**RECORDS FOR THE EXERCISE:**
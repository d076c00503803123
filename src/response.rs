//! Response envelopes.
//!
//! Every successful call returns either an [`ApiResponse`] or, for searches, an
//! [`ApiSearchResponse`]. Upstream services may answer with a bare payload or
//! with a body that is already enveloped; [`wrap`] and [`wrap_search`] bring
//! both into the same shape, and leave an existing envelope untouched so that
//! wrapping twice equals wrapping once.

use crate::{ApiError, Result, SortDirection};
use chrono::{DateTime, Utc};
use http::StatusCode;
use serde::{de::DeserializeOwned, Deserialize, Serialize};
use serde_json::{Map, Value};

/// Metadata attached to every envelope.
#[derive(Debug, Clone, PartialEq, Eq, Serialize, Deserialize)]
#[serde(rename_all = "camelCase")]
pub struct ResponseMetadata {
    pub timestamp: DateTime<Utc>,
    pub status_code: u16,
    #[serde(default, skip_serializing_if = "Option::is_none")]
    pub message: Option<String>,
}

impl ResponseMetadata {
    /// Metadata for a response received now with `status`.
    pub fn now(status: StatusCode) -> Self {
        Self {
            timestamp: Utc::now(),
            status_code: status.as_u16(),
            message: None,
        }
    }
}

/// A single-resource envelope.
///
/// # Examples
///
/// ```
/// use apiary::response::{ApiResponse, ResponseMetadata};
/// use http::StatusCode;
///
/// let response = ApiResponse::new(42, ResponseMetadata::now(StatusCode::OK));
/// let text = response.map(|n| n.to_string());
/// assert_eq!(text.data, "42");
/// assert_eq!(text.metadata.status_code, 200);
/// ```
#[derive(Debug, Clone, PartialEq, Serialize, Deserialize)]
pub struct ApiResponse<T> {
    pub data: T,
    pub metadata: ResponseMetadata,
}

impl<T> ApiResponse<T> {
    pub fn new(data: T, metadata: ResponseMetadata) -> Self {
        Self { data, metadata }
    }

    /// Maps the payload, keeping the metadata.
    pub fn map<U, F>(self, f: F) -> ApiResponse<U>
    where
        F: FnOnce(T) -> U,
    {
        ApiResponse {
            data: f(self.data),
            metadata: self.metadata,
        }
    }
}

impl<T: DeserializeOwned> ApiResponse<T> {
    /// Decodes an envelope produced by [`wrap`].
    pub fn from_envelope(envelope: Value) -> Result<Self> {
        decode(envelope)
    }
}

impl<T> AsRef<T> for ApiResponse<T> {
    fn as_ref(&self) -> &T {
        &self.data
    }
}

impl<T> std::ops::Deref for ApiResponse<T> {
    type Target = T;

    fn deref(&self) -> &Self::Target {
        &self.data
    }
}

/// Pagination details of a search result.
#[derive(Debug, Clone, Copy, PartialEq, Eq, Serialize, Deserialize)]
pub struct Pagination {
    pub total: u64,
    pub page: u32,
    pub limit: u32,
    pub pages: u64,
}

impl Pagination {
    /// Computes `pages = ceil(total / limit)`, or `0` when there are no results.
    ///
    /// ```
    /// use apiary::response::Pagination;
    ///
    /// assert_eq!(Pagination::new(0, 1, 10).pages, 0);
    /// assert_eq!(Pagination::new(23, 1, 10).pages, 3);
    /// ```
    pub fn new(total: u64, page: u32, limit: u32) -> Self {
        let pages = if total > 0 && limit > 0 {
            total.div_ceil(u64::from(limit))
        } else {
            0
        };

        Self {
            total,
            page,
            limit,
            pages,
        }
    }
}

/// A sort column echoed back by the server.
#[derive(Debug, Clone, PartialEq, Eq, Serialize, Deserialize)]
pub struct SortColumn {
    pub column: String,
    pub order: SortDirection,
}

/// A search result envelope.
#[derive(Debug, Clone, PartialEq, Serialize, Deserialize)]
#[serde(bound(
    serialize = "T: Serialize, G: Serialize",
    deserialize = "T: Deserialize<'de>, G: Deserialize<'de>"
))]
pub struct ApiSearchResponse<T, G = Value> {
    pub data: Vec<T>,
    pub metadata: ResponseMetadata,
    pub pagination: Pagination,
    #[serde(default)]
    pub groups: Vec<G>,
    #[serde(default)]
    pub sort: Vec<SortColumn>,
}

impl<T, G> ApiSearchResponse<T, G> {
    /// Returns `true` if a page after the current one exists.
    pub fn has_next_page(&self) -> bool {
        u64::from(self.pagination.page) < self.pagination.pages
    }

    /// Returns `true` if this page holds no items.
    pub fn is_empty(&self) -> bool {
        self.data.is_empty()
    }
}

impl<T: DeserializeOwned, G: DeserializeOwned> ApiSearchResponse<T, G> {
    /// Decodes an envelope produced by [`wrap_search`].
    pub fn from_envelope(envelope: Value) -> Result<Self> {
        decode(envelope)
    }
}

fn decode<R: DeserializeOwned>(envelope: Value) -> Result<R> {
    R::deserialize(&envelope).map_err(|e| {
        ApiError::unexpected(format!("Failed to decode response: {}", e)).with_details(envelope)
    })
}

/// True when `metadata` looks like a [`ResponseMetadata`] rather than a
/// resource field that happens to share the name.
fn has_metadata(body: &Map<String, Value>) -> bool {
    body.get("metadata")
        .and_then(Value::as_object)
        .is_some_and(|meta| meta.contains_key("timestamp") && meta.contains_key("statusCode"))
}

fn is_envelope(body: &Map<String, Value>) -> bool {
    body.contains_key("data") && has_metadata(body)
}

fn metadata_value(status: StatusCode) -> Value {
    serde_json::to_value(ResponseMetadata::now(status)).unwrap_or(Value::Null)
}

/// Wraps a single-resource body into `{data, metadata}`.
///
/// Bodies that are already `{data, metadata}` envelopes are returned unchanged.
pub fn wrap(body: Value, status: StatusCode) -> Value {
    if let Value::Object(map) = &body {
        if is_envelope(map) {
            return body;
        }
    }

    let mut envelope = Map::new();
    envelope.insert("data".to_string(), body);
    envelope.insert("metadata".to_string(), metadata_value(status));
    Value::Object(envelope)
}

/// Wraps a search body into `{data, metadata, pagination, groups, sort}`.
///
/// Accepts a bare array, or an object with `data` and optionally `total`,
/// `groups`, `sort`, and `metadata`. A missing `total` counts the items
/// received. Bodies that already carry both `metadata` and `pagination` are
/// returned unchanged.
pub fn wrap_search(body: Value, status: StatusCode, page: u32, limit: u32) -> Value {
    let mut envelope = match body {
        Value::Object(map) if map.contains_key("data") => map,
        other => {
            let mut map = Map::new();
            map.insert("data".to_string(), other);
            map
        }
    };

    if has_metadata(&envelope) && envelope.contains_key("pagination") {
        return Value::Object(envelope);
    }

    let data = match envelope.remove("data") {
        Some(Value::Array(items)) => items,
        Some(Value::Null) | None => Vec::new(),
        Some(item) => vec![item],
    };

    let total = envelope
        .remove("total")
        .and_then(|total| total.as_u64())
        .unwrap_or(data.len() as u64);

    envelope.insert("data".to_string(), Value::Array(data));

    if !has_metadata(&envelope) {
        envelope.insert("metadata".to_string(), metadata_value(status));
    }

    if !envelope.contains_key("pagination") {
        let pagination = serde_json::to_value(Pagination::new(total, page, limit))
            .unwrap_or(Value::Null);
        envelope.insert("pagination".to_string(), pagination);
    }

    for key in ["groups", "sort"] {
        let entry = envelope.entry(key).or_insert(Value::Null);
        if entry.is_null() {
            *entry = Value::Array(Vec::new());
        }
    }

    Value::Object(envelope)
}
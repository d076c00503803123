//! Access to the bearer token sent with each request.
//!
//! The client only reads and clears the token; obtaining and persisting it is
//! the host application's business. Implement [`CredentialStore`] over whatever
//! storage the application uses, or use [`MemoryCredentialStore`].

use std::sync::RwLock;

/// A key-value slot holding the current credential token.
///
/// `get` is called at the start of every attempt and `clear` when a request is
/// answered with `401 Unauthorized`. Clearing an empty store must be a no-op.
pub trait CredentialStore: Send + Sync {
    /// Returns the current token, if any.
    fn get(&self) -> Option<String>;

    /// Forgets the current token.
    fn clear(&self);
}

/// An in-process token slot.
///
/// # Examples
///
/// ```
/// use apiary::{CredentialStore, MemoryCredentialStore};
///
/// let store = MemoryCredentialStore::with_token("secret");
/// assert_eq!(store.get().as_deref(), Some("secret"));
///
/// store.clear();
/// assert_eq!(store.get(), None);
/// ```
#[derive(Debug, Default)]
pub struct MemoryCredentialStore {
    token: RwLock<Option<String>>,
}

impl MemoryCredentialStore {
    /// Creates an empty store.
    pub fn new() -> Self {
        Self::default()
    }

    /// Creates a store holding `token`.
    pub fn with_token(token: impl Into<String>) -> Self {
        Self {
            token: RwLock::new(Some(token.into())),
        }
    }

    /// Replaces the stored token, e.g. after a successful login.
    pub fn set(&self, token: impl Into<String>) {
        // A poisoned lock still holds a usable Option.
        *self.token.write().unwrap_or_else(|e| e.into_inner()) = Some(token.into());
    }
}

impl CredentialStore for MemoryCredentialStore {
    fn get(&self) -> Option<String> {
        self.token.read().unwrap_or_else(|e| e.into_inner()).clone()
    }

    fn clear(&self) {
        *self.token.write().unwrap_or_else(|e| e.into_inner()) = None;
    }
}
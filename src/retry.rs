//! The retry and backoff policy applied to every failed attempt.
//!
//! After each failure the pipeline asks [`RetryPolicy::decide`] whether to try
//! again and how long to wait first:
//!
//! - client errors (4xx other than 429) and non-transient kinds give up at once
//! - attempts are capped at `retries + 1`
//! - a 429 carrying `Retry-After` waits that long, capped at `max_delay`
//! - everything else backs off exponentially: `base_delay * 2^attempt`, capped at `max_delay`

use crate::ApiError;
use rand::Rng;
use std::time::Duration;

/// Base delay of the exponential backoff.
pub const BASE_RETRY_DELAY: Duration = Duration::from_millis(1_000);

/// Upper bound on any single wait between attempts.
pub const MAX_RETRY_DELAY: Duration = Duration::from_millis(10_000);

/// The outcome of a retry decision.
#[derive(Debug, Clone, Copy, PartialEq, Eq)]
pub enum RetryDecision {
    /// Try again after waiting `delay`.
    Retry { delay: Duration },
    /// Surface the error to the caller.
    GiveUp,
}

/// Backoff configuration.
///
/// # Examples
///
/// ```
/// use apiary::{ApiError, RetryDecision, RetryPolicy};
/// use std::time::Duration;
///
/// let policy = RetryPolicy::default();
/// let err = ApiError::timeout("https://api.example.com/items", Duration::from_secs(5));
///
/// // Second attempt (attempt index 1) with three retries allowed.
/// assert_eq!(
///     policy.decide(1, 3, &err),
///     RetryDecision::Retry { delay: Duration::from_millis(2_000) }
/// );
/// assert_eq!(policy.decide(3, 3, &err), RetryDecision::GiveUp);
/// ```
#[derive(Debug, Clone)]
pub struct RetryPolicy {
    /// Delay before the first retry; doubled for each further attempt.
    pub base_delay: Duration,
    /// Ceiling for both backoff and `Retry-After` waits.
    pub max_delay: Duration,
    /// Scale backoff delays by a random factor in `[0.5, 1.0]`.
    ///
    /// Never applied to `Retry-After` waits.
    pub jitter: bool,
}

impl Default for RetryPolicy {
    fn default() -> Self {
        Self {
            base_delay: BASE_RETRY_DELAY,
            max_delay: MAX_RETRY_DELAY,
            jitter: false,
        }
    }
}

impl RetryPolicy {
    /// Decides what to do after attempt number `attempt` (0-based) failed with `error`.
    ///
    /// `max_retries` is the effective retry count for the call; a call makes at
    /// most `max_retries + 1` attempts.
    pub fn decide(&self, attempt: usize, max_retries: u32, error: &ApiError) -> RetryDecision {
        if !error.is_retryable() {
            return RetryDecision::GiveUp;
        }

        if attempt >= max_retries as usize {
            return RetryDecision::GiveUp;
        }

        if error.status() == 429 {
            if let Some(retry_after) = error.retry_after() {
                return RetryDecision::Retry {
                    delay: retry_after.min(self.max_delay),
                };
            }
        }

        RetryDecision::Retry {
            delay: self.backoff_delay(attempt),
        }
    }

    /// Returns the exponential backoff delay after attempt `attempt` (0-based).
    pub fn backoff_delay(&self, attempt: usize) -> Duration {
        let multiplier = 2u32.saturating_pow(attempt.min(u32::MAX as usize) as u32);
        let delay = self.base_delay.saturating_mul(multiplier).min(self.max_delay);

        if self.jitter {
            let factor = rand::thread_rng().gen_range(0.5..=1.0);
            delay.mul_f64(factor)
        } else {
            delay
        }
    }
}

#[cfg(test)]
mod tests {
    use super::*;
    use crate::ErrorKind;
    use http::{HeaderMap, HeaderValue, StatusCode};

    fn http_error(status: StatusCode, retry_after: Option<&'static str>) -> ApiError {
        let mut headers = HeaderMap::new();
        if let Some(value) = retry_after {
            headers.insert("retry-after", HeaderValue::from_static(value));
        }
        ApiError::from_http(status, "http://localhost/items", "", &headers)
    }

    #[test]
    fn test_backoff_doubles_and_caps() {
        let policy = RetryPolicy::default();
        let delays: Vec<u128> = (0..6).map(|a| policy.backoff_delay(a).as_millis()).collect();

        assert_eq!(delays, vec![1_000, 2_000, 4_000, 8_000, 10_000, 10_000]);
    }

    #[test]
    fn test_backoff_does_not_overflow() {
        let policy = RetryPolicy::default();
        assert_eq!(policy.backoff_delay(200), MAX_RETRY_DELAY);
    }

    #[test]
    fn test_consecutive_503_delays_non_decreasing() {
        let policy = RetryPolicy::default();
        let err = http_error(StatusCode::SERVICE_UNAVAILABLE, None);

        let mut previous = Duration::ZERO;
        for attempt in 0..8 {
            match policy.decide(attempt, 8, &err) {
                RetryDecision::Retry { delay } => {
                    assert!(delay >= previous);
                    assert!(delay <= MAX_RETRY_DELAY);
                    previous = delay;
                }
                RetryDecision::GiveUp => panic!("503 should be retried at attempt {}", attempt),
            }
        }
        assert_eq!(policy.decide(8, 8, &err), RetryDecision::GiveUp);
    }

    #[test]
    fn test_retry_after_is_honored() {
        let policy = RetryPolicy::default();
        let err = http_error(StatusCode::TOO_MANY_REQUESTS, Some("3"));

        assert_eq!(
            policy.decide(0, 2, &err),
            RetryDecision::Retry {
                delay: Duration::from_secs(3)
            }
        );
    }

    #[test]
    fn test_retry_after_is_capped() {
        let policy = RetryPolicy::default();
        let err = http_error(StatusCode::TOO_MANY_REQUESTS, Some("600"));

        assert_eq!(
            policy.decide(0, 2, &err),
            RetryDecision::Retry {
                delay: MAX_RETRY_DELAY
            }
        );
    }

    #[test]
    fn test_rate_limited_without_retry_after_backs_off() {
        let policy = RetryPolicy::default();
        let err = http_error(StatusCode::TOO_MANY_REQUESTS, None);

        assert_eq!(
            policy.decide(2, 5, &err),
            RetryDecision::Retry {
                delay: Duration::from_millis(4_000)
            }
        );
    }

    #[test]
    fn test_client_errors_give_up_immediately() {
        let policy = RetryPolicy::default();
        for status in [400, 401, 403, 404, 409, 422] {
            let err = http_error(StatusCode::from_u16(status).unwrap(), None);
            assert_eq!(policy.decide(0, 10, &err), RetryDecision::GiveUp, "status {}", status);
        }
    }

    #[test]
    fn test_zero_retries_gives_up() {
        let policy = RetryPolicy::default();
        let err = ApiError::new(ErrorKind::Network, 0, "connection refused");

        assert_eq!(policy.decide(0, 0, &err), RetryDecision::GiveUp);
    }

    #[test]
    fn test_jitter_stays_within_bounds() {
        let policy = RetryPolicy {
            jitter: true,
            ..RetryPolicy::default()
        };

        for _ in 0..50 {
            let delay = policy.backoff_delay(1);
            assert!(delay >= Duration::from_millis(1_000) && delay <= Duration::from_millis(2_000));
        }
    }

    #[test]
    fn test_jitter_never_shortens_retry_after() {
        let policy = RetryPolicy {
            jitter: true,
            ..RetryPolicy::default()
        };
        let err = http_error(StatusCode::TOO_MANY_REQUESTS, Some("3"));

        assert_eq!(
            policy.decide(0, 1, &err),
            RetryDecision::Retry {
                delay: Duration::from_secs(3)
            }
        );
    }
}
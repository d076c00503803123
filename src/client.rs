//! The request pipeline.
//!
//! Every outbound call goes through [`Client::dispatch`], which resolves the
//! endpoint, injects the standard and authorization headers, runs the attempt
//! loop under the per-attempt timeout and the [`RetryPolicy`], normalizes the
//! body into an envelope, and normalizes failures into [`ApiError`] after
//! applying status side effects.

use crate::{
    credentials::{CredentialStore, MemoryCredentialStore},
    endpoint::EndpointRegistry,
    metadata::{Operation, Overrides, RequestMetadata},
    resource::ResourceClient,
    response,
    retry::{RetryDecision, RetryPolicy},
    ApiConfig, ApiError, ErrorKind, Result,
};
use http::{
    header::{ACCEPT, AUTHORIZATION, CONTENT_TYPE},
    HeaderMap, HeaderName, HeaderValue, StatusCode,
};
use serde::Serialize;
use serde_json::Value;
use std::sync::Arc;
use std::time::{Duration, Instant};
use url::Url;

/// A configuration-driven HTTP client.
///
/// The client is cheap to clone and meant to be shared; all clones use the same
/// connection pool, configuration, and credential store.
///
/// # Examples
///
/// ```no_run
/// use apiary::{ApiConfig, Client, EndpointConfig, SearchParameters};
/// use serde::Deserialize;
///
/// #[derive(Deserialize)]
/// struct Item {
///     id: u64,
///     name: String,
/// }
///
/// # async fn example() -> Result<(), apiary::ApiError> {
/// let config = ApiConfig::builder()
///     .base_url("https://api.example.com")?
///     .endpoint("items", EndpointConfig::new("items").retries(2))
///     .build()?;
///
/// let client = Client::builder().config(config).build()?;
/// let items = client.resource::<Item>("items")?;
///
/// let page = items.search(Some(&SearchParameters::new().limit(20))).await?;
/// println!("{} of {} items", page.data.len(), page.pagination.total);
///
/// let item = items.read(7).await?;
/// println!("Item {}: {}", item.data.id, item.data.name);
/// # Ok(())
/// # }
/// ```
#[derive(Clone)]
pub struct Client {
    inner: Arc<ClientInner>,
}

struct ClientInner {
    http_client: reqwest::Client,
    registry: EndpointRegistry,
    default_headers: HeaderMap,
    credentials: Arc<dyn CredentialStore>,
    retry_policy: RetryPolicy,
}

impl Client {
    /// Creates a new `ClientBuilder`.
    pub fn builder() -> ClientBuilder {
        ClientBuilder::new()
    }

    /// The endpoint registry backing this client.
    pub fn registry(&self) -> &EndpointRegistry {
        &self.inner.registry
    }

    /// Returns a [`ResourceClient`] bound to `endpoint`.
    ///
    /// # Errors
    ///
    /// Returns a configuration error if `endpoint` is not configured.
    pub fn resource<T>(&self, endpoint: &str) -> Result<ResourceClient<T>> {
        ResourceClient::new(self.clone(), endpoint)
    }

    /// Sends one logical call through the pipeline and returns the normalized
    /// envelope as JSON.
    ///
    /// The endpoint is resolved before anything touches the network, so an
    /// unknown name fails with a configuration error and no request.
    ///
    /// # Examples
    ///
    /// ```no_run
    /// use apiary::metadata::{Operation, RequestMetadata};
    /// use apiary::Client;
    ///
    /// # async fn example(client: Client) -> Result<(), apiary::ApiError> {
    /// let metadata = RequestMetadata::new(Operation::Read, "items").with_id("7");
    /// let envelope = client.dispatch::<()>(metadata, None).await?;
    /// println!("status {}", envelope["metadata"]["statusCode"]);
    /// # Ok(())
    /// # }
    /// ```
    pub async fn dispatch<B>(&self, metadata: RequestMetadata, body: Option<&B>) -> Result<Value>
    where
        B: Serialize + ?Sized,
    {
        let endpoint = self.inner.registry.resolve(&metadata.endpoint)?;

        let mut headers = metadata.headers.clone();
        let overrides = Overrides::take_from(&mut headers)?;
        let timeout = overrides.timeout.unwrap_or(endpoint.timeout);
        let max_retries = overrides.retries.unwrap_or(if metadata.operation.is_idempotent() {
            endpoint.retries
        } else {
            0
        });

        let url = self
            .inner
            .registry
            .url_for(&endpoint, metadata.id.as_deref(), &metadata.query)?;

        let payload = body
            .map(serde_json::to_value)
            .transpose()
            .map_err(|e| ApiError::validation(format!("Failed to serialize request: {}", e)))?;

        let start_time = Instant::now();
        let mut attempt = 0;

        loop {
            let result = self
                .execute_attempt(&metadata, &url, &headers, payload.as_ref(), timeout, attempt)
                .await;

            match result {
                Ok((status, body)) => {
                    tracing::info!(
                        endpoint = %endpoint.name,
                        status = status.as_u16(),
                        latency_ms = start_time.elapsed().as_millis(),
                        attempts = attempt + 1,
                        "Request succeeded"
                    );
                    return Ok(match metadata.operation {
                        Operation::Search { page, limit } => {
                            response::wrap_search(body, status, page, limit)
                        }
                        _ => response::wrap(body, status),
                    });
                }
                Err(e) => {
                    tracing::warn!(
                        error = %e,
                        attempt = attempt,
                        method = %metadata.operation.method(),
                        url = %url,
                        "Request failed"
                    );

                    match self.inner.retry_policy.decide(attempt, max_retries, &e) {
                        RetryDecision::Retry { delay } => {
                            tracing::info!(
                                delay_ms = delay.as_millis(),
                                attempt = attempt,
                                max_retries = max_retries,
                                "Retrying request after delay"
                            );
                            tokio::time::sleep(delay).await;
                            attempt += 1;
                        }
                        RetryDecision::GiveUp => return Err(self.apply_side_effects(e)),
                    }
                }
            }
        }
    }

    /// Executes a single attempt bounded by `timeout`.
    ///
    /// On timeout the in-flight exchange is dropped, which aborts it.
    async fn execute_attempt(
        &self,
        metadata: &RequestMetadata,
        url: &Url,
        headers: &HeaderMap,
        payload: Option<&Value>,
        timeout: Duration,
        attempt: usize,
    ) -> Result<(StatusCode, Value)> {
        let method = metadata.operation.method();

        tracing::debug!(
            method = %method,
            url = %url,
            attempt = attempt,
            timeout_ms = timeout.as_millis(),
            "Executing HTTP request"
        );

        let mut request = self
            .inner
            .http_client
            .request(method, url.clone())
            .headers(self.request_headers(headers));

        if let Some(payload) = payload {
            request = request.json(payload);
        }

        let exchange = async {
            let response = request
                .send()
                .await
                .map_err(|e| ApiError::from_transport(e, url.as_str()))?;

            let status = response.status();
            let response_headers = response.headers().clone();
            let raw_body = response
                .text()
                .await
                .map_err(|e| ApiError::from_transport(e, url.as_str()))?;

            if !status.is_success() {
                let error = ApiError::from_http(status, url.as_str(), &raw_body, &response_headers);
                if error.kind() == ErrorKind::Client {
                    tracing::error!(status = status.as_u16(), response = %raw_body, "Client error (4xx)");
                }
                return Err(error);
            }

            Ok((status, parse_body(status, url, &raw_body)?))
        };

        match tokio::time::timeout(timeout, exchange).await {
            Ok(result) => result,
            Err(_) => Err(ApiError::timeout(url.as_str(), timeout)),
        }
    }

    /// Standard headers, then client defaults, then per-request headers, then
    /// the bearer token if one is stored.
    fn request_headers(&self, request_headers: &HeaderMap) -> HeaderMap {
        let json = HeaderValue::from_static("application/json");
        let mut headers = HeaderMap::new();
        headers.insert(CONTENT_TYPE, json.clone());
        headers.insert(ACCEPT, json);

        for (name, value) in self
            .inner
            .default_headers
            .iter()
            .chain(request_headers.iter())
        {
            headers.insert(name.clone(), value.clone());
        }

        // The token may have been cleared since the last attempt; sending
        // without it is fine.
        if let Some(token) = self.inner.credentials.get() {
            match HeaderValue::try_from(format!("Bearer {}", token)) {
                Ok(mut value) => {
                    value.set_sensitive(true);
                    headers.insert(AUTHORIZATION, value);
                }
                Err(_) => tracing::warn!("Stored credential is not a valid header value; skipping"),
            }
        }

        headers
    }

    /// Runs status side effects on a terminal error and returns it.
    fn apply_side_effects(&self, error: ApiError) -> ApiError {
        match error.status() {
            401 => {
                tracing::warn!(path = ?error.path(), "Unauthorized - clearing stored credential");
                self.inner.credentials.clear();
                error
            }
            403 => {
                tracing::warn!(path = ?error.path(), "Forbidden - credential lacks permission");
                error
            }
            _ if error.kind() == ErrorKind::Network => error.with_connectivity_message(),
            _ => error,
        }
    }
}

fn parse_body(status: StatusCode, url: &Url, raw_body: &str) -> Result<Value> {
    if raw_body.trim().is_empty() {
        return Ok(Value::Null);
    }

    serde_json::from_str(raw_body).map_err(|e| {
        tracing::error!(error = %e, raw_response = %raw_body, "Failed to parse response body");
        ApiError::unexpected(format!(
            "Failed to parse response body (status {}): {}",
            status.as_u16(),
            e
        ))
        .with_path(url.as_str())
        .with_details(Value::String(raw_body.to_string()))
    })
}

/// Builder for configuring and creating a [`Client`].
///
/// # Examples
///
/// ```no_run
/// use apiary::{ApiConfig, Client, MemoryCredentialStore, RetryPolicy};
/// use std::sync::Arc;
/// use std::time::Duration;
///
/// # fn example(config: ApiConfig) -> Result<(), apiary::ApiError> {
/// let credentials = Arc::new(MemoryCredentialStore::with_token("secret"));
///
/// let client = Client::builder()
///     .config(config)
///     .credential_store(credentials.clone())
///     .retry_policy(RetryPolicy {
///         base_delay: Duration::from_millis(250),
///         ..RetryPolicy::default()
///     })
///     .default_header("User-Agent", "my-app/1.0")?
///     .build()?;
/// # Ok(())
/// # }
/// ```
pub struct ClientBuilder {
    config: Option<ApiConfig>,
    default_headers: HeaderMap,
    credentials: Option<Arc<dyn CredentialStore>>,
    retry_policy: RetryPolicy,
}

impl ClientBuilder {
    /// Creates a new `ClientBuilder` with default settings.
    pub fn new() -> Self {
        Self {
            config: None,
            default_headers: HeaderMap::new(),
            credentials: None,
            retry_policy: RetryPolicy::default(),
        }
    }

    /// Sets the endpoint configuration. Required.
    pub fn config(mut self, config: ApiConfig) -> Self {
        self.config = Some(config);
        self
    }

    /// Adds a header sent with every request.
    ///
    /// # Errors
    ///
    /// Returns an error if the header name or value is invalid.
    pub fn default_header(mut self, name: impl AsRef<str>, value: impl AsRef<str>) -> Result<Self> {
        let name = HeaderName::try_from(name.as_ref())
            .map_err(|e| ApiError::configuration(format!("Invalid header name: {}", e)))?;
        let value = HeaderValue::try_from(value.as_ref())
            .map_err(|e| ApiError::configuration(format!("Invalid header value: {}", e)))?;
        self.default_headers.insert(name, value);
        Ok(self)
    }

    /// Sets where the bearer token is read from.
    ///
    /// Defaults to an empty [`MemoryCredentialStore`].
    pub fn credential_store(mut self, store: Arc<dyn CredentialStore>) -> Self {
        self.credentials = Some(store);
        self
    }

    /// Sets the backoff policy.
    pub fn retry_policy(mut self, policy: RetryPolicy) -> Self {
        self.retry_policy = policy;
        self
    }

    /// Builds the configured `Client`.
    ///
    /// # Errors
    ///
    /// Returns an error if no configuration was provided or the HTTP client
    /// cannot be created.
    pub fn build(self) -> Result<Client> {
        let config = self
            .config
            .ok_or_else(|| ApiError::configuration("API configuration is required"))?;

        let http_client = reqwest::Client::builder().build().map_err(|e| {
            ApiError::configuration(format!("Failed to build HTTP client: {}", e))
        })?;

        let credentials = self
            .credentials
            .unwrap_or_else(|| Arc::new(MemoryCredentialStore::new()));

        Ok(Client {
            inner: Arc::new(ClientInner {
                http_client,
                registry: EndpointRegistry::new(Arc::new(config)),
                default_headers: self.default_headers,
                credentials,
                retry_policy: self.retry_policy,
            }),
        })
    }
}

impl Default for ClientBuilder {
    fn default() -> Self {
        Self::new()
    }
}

**THE TASK:**
In the records, how many lines hold the word "Target"? Answer with the number and no other words.

**SOLUTION FOR THIS TASK:**
2